§ Prompt
Among the lines of the records below, copy those that hold the word "through".

§ Information given
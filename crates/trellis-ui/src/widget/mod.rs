//! Widget and renderer capabilities.
//!
//! - [`Widget`] - stateful node that can build a [`Renderer`]
//! - [`Renderer`] - per-widget drawing delegate
//! - [`WidgetId`] - stable identity used as the cache key

pub mod capability;
pub mod id;

pub use capability::*;
pub use id::WidgetId;
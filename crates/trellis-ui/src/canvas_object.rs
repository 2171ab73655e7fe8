//! Drawable objects: concrete primitives plus nested widgets.
//!
//! Renderers compose their widget's appearance out of [`CanvasObject`]s. The
//! primitives here carry only what the paint traversal needs to emit a draw
//! command; shaping text or rasterizing shapes is left to a backend.

use std::cell::{Cell, RefCell};
use std::fmt;
use std::rc::Rc;

use trellis_core::geometry::Size;

use crate::color::Color;
use crate::geometry::{Geometry, GeometryState, forward_geometry};
use crate::widget::{Widget, WidgetRef};

/// Horizontal advance per character, as a fraction of the text size.
pub const CHAR_ADVANCE: f32 = 0.5;
/// Line height, as a fraction of the text size.
pub const LINE_HEIGHT: f32 = 1.25;

/// A filled and/or stroked rectangle.
#[derive(Debug)]
pub struct Rectangle {
    geometry: GeometryState,
    fill: Cell<Color>,
    stroke: Cell<Color>,
    stroke_width: Cell<f32>,
    corner_radius: Cell<f32>,
}

impl Rectangle {
    pub fn new(fill: Color) -> Rc<Self> {
        Rc::new(Self {
            geometry: GeometryState::new(),
            fill: Cell::new(fill),
            stroke: Cell::new(Color::TRANSPARENT),
            stroke_width: Cell::new(0.0),
            corner_radius: Cell::new(0.0),
        })
    }

    pub fn fill(&self) -> Color {
        self.fill.get()
    }

    pub fn set_fill(&self, color: Color) {
        self.fill.set(color);
    }

    pub fn stroke(&self) -> Color {
        self.stroke.get()
    }

    pub fn stroke_width(&self) -> f32 {
        self.stroke_width.get()
    }

    pub fn set_stroke(&self, color: Color, width: f32) {
        self.stroke.set(color);
        self.stroke_width.set(width.max(0.0));
    }

    pub fn corner_radius(&self) -> f32 {
        self.corner_radius.get()
    }

    pub fn set_corner_radius(&self, radius: f32) {
        self.corner_radius.set(radius.max(0.0));
    }

    fn measure(&self) -> Size<f32> {
        Size::ZERO
    }
}

forward_geometry!(Rectangle);

/// A single line of text.
#[derive(Debug)]
pub struct Text {
    geometry: GeometryState,
    text: RefCell<String>,
    color: Cell<Color>,
    text_size: Cell<f32>,
}

impl Text {
    pub fn new(text: impl Into<String>, color: Color, text_size: f32) -> Rc<Self> {
        Rc::new(Self {
            geometry: GeometryState::new(),
            text: RefCell::new(text.into()),
            color: Cell::new(color),
            text_size: Cell::new(text_size),
        })
    }

    /// Fixed-advance measurement used in place of real shaping.
    pub fn measure_str(text: &str, text_size: f32) -> Size<f32> {
        let chars = text.chars().count() as f32;
        Size::new(chars * text_size * CHAR_ADVANCE, text_size * LINE_HEIGHT)
    }

    pub fn text(&self) -> String {
        self.text.borrow().clone()
    }

    pub fn set_text(&self, text: &str) {
        let mut current = self.text.borrow_mut();
        if current.as_str() != text {
            current.clear();
            current.push_str(text);
        }
    }

    pub fn color(&self) -> Color {
        self.color.get()
    }

    pub fn set_color(&self, color: Color) {
        self.color.set(color);
    }

    pub fn text_size(&self) -> f32 {
        self.text_size.get()
    }

    pub fn set_text_size(&self, size: f32) {
        self.text_size.set(size.max(0.0));
    }

    fn measure(&self) -> Size<f32> {
        Self::measure_str(&self.text.borrow(), self.text_size.get())
    }
}

forward_geometry!(Text);

/// A straight line from the top-left to the bottom-right of its bounds.
#[derive(Debug)]
pub struct Line {
    geometry: GeometryState,
    color: Cell<Color>,
    width: Cell<f32>,
}

impl Line {
    pub fn new(color: Color, width: f32) -> Rc<Self> {
        Rc::new(Self {
            geometry: GeometryState::new(),
            color: Cell::new(color),
            width: Cell::new(width.max(0.0)),
        })
    }

    pub fn color(&self) -> Color {
        self.color.get()
    }

    pub fn set_color(&self, color: Color) {
        self.color.set(color);
    }

    pub fn width(&self) -> f32 {
        self.width.get()
    }

    fn measure(&self) -> Size<f32> {
        Size::ZERO
    }
}

forward_geometry!(Line);

/// Anything a renderer can list in its objects: a primitive, or a nested
/// widget that the paint traversal expands through its own renderer.
///
/// Cloning shares the underlying object; identity is pointer identity.
#[derive(Clone)]
pub enum CanvasObject {
    Rectangle(Rc<Rectangle>),
    Text(Rc<Text>),
    Line(Rc<Line>),
    Widget(WidgetRef),
}

impl CanvasObject {
    /// Wrap a concrete widget.
    pub fn widget<W: Widget>(widget: Rc<W>) -> Self {
        CanvasObject::Widget(widget)
    }

    pub fn geometry(&self) -> &dyn Geometry {
        match self {
            CanvasObject::Rectangle(rect) => &**rect,
            CanvasObject::Text(text) => &**text,
            CanvasObject::Line(line) => &**line,
            CanvasObject::Widget(widget) => &**widget,
        }
    }

    pub fn as_widget(&self) -> Option<&WidgetRef> {
        match self {
            CanvasObject::Widget(widget) => Some(widget),
            _ => None,
        }
    }

    /// Whether both refer to the same object.
    pub fn ptr_eq(&self, other: &CanvasObject) -> bool {
        match (self, other) {
            (CanvasObject::Rectangle(a), CanvasObject::Rectangle(b)) => Rc::ptr_eq(a, b),
            (CanvasObject::Text(a), CanvasObject::Text(b)) => Rc::ptr_eq(a, b),
            (CanvasObject::Line(a), CanvasObject::Line(b)) => Rc::ptr_eq(a, b),
            (CanvasObject::Widget(a), CanvasObject::Widget(b)) => a.id() == b.id(),
            _ => false,
        }
    }

    pub fn kind(&self) -> &'static str {
        match self {
            CanvasObject::Rectangle(_) => "rectangle",
            CanvasObject::Text(_) => "text",
            CanvasObject::Line(_) => "line",
            CanvasObject::Widget(_) => "widget",
        }
    }
}

impl fmt::Debug for CanvasObject {
    fn fmt(&self, f: &mut fmt::Formatter<'_>) -> fmt::Result {
        match self {
            CanvasObject::Rectangle(rect) => f.debug_tuple("Rectangle").field(rect).finish(),
            CanvasObject::Text(text) => f.debug_tuple("Text").field(text).finish(),
            CanvasObject::Line(line) => f.debug_tuple("Line").field(line).finish(),
            CanvasObject::Widget(widget) => f
                .debug_tuple("Widget")
                .field(&widget.debug_name())
                .field(&widget.id())
                .finish(),
        }
    }
}

impl From<Rc<Rectangle>> for CanvasObject {
    fn from(rect: Rc<Rectangle>) -> Self {
        CanvasObject::Rectangle(rect)
    }
}

impl From<Rc<Text>> for CanvasObject {
    fn from(text: Rc<Text>) -> Self {
        CanvasObject::Text(text)
    }
}

impl From<Rc<Line>> for CanvasObject {
    fn from(line: Rc<Line>) -> Self {
        CanvasObject::Line(line)
    }
}

impl From<WidgetRef> for CanvasObject {
    fn from(widget: WidgetRef) -> Self {
        CanvasObject::Widget(widget)
    }
}
//! Composition traversal.
//!
//! Walks the object tree back to front and flattens it into a [`DrawList`].
//! Primitives become draw commands directly. A widget is expanded through
//! its cached renderer: the renderer is laid out to the widget's size, its
//! background is emitted, then its objects are painted on top in order.
//!
//! Positions are relative to the parent widget, so the traversal carries an
//! absolute origin down the tree.
//!
//! A renderer whose objects lead back to a widget that is already being
//! expanded would recurse forever. The traversal keeps the chain of widgets
//! it is inside of; when a child widget is already on that chain the subtree
//! rooted at the repeated widget is dropped from the list, a
//! [`StructuralError`] is recorded, and painting resumes with its siblings.
//!
//! With a refresh handle, every widget the traversal expands is attached to
//! it, including widgets a renderer exposes without going through a
//! container's `attach`.

use trellis_core::math::Vec2;
use trellis_core::profiling::{profile_function, profile_scope};

use crate::cache::RendererCache;
use crate::canvas_object::CanvasObject;
use crate::draw_list::{DrawCommand, DrawList, LineCommand, QuadCommand, TextCommand};
use crate::error::StructuralError;
use crate::refresh::RefreshHandle;
use crate::widget::{WidgetId, WidgetRef};

/// Counters for one paint pass.
#[derive(Debug, Clone, Copy, Default, PartialEq, Eq)]
pub struct PaintStats {
    /// Widgets expanded through their renderer
    pub widgets: usize,
    /// Primitive objects emitted
    pub primitives: usize,
    /// Objects skipped because they were hidden
    pub hidden: usize,
    /// Subtrees dropped because of a structural cycle
    pub errors: usize,
}

/// One paint pass over a set of root objects.
pub struct Painter<'a> {
    cache: &'a mut RendererCache,
    list: DrawList,
    path: Vec<WidgetId>,
    stats: PaintStats,
    refresh: Option<RefreshHandle>,
}

impl<'a> Painter<'a> {
    pub fn new(cache: &'a mut RendererCache) -> Self {
        Self {
            cache,
            list: DrawList::new(),
            path: Vec::new(),
            stats: PaintStats::default(),
            refresh: None,
        }
    }

    /// Attach every expanded widget to `refresh`.
    pub fn with_refresh(mut self, refresh: RefreshHandle) -> Self {
        self.refresh = Some(refresh);
        self
    }

    /// Paint `roots` in order, then return the draw list and counters.
    pub fn paint(mut self, roots: &[CanvasObject]) -> (DrawList, PaintStats) {
        profile_function!();

        for root in roots {
            if let Err(err) = self.paint_object(root, Vec2::ZERO) {
                self.record(err);
            }
        }
        (self.list, self.stats)
    }

    fn paint_object(&mut self, object: &CanvasObject, origin: Vec2) -> Result<(), StructuralError> {
        let geometry = object.geometry();
        if !geometry.visible() {
            self.stats.hidden += 1;
            return Ok(());
        }

        let position = origin + geometry.position().to_vec2();
        let size = geometry.size().to_vec2();
        let owner = self.path.last().copied();

        match object {
            CanvasObject::Rectangle(rect) => {
                self.stats.primitives += 1;
                self.list.push(DrawCommand::Quad(QuadCommand {
                    owner,
                    position,
                    size,
                    fill: rect.fill(),
                    stroke: rect.stroke(),
                    stroke_width: rect.stroke_width(),
                    corner_radius: rect.corner_radius(),
                }));
            }
            CanvasObject::Text(text) => {
                self.stats.primitives += 1;
                self.list.push(DrawCommand::Text(TextCommand {
                    owner,
                    position,
                    size,
                    text: text.text(),
                    color: text.color(),
                    text_size: text.text_size(),
                }));
            }
            CanvasObject::Line(line) => {
                self.stats.primitives += 1;
                self.list.push(DrawCommand::Line(LineCommand {
                    owner,
                    from: position,
                    to: position + size,
                    color: line.color(),
                    width: line.width(),
                }));
            }
            CanvasObject::Widget(widget) => return self.paint_widget(widget, position),
        }
        Ok(())
    }

    fn paint_widget(&mut self, widget: &WidgetRef, position: Vec2) -> Result<(), StructuralError> {
        let id = widget.id();
        let mark = self.list.len();

        self.path.push(id);
        let result = self.expand(widget, position);
        self.path.pop();

        match result {
            // This widget is the one that came back around: drop its subtree.
            Err(err) if err.repeated == id => {
                self.list.truncate(mark);
                self.record(err);
                Ok(())
            }
            other => other,
        }
    }

    fn expand(&mut self, widget: &WidgetRef, position: Vec2) -> Result<(), StructuralError> {
        profile_scope!("expand_widget");

        let id = widget.id();
        if let Some(refresh) = &self.refresh {
            widget.attach(refresh);
        }
        let renderer = self.cache.get(widget);
        renderer.layout(widget.size());
        self.stats.widgets += 1;

        let background = renderer.background_color();
        if !background.is_transparent() {
            self.list.push(DrawCommand::Quad(QuadCommand::filled(
                Some(id),
                position,
                widget.size().to_vec2(),
                background,
            )));
        }

        let objects = renderer.objects();
        if let Some(repeated) = objects
            .iter()
            .filter_map(CanvasObject::as_widget)
            .map(|child| child.id())
            .find(|child| self.path.contains(child))
        {
            return Err(StructuralError {
                widget: id,
                repeated,
                path: self.path.clone(),
            });
        }

        for object in &objects {
            self.paint_object(object, position)?;
        }
        Ok(())
    }

    fn record(&mut self, err: StructuralError) {
        tracing::warn!("Dropping subtree of {} from the frame: {}", err.repeated, err);
        self.stats.errors += 1;
        self.list.push_error(err);
    }
}

/// Paint `roots` with renderers from `cache`.
pub fn paint(cache: &mut RendererCache, roots: &[CanvasObject]) -> (DrawList, PaintStats) {
    Painter::new(cache).paint(roots)
}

§ Task output
/// widget that the paint traversal expands through its own renderer.
//! Primitives become draw commands directly. A widget is expanded through
//! it, including widgets a renderer exposes without going through a
    /// Widgets expanded through their renderer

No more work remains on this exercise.